▶ Task instructions
Find the line with "filename crates/geff/src/io/mod.rs" and the line with "repository eb7ef810f73f9e71" in the entries below; output exactly those two lines, every line between them, and no others.

START Data

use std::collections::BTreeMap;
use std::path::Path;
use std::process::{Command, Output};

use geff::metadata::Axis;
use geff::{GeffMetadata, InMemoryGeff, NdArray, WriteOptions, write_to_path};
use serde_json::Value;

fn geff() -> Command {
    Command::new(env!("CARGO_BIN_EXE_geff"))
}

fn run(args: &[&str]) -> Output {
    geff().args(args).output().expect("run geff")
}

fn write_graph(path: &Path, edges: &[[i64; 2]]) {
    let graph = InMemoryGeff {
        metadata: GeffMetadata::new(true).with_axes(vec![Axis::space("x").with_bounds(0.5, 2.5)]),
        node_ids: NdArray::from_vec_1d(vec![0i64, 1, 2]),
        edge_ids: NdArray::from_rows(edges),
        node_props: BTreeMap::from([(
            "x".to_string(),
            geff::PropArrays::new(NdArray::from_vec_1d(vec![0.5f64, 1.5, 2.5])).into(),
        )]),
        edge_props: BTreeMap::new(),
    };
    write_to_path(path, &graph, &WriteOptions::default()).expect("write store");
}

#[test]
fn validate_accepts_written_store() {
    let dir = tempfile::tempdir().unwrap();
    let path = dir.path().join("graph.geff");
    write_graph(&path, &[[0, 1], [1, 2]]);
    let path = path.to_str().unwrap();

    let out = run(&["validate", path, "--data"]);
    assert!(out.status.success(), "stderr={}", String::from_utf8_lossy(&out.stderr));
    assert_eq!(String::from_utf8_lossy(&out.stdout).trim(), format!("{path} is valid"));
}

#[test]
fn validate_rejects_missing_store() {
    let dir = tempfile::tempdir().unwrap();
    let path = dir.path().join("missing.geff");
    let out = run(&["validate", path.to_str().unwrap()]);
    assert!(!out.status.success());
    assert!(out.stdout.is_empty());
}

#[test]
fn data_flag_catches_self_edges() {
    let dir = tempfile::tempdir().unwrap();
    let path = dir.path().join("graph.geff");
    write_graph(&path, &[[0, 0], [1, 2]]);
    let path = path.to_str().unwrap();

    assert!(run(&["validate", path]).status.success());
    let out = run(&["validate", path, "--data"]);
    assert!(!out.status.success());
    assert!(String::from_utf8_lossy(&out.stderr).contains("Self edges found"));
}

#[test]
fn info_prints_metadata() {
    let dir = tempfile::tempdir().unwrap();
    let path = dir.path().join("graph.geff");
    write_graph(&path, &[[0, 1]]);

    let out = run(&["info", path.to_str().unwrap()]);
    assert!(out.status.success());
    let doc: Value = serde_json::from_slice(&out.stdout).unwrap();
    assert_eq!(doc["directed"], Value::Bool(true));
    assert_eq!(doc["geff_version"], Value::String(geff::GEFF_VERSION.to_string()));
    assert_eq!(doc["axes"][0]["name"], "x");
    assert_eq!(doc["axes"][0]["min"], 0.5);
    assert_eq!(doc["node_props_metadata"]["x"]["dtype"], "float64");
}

END Data
START Data

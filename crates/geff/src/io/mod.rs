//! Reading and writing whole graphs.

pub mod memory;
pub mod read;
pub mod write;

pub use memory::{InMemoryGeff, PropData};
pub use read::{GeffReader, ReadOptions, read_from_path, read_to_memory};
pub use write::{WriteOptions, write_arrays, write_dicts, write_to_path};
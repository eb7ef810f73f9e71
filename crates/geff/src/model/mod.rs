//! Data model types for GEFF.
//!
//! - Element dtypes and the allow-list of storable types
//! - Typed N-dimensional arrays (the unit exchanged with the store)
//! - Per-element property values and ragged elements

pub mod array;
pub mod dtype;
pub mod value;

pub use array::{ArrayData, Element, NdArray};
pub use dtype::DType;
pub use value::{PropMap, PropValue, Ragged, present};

END Data
START Data

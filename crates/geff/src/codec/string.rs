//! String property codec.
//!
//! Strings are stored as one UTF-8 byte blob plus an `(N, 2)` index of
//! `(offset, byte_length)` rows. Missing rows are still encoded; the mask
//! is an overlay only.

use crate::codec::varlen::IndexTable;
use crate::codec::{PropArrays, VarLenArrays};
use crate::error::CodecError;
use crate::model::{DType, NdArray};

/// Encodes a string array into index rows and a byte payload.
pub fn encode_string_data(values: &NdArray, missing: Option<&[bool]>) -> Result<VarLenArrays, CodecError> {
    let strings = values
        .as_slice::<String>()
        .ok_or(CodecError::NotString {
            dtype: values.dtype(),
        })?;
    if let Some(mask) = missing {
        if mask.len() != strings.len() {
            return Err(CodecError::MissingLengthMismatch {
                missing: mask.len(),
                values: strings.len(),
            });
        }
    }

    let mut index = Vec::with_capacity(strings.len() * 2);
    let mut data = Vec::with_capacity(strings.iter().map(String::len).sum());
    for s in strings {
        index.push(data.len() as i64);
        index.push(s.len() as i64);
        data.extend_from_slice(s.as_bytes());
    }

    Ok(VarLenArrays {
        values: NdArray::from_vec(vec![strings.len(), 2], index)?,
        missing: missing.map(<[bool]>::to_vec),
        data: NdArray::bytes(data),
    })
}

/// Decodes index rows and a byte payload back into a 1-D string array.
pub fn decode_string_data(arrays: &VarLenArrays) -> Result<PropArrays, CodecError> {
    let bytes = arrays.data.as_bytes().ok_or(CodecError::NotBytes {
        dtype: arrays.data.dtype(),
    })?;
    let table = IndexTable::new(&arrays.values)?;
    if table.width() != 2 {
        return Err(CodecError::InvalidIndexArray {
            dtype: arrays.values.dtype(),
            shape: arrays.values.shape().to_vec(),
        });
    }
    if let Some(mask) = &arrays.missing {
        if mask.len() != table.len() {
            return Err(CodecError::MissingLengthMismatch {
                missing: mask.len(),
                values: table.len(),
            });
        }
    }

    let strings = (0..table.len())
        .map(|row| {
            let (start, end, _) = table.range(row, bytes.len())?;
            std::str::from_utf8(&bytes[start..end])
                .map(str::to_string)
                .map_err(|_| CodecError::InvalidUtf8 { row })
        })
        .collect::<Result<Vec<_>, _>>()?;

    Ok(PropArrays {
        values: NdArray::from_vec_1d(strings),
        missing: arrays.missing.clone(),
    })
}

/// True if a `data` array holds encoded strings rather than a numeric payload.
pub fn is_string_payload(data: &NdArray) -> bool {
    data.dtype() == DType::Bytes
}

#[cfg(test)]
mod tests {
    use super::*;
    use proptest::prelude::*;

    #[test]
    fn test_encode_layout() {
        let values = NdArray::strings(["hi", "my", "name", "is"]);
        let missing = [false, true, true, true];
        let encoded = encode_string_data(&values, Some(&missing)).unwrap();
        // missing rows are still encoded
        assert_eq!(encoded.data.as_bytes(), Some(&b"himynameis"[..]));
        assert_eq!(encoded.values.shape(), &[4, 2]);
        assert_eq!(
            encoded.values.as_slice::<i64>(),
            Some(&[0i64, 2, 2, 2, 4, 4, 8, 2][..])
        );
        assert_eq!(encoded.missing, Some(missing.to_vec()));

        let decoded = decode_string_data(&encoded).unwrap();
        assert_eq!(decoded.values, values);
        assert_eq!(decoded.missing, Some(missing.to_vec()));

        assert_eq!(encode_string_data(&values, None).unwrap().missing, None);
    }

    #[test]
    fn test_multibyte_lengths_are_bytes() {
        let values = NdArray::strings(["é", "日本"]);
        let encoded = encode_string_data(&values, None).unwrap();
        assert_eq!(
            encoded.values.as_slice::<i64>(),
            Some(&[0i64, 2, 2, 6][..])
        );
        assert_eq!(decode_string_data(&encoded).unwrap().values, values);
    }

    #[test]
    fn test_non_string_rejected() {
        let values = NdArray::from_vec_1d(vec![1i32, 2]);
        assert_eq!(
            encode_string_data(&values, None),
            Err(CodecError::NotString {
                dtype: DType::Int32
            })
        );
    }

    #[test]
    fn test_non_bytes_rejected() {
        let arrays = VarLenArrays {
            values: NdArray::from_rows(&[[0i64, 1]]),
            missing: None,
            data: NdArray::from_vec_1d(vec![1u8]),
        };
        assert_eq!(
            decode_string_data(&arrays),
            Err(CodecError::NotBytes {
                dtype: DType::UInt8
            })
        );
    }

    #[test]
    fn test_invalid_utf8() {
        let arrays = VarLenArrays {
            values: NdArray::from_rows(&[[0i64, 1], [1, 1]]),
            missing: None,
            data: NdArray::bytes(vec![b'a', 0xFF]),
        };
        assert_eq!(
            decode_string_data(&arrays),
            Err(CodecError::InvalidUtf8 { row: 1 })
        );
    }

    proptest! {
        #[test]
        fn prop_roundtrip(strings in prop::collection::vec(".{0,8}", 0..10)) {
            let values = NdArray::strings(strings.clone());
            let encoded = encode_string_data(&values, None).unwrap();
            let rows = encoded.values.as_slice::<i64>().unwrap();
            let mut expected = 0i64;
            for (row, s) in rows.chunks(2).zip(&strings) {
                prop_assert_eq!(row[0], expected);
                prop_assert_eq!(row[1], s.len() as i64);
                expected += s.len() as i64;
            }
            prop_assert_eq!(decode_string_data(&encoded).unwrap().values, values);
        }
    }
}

END Data

▶ Finished task
filename crates/geff/src/io/mod.rs
//! Reading and writing whole graphs.

pub mod memory;
pub mod read;
pub mod write;

pub use memory::{InMemoryGeff, PropData};
pub use read::{GeffReader, ReadOptions, read_from_path, read_to_memory};
pub use write::{WriteOptions, write_arrays, write_dicts, write_to_path};
repository eb7ef810f73f9e71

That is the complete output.